With all the hot water Facebook has been in for the role of news on its platform, it looks like the social media giant is getting what it wanted.
A new study from the Reuters Institute for the Study of Journalism found that the use of Facebook for news has declined. Instead, people are turning to messaging apps — most notably WhatsApp — to receive and share news.
The study's data come from surveys conducted by YouGov of representative sample populations in countries around the world.
Researchers found that social media use for news is down 6 percent in the United States, which is almost all due to a decline in the use of Facebook for news. Specifically, the use of Facebook for news on a weekly basis declined 9 percent from 2016 to 2018, and 20 percent amongst "younger groups."
Taking the place of news blasted out to entire social networks is one-to-one sharing or group messaging. News reading and sharing on WhatsApp in particular increased 4 percent from 2016 to 2018.

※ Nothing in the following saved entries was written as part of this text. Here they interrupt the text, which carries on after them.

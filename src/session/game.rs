//! One live game: a board, the pending selection and the kill counter.

use log::{debug, info};

use crate::board::{
    Board, RandomSource, STARTING_PEGS, SlotIndex, XorShift64, assert_invariants,
};
use crate::engine::{Jump, perform_move};
use crate::error::Rejection;
use crate::session::{SessionConfig, Snapshot};

/// What a click did.
#[derive(Debug, Clone, Copy, PartialEq, Eq)]
pub enum ClickOutcome {
    /// The click hit no slot; nothing changed.
    Ignored,
    /// The slot became the pending selection.
    Selected(SlotIndex),
    /// The selected peg jumped to the clicked slot.
    Moved(Jump),
    /// The jump was refused; the selection was dropped.
    Rejected {
        /// The slot that was selected.
        source: SlotIndex,
        /// The slot that was clicked.
        destination: SlotIndex,
        /// Why the jump was refused.
        reason: Rejection,
    },
}

/// A game in progress.
///
/// Clicks alternate between two states: with nothing selected, a click
/// selects; with a slot selected, a click attempts a jump from it and
/// clears the selection whatever the result.
#[derive(Debug, Clone)]
pub struct Session<R = XorShift64> {
    board: Board<R>,
    /// Pending source slot. An index, so it survives resets unchanged.
    selected: Option<SlotIndex>,
    /// Pegs removed since the last reset.
    kill_count: usize,
}

impl Session<XorShift64> {
    /// Start a game seeded from `config`.
    #[must_use]
    pub fn from_config(config: &SessionConfig) -> Self {
        Self::new(XorShift64::new(config.seed))
    }
}

impl<R: RandomSource> Session<R> {
    /// Start a game whose board draws colors from `rng`.
    #[must_use]
    pub fn new(rng: R) -> Self {
        Self {
            board: Board::new(rng),
            selected: None,
            kill_count: 0,
        }
    }

    /// Start over: fresh board, no selection, no kills.
    pub fn reset(&mut self) {
        self.board.initialize();
        self.selected = None;
        self.kill_count = 0;
        assert_invariants(&self.board);
        info!("board reset");
    }
}

impl<R> Session<R> {
    /// Handle a click that resolved to `slot`, or to nothing.
    pub fn select_or_move(&mut self, slot: Option<SlotIndex>) -> ClickOutcome {
        let Some(slot) = slot else {
            return ClickOutcome::Ignored;
        };

        let Some(source) = self.selected.take() else {
            debug!("selected {slot}");
            self.selected = Some(slot);
            return ClickOutcome::Selected(slot);
        };

        match perform_move(&mut self.board, source, slot) {
            Ok(jump) => {
                self.kill_count += 1;
                assert_invariants(&self.board);
                debug!(
                    "jumped {} -> {} over {}, kills {}",
                    jump.source, jump.destination, jump.over, self.kill_count
                );
                ClickOutcome::Moved(jump)
            }
            Err(reason) => ClickOutcome::Rejected {
                source,
                destination: slot,
                reason,
            },
        }
    }

    /// The board.
    #[must_use]
    pub const fn board(&self) -> &Board<R> {
        &self.board
    }

    /// The pending selection, if any.
    #[must_use]
    pub const fn selected(&self) -> Option<SlotIndex> {
        self.selected
    }

    /// Pegs removed since the last reset.
    #[must_use]
    pub const fn kill_count(&self) -> usize {
        self.kill_count
    }

    /// Pegs left on the board, counted from the kills.
    #[must_use]
    pub const fn remaining(&self) -> usize {
        STARTING_PEGS.saturating_sub(self.kill_count)
    }

    /// Read-only view of everything a front end draws.
    #[must_use]
    pub fn snapshot(&self) -> Snapshot {
        Snapshot::capture(&self.board, self.selected, self.kill_count, self.remaining())
    }
}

This research is consistent with both shifting attitudes towards Facebook, as well as broader social media trends.
Facebook received user backlash after the use of the platform for Russian election manipulation and Cambridge Analytica's microtargeted behavioral advertising came to light. In response, Facebook shifted its priorities from news to more personal sharing.
In recent years, the use of messaging apps has also gained on network-based social media. In 2016, the use of messaging surpassed social media platforms. And active daily users of messaging apps have only continued to grow in the intervening years.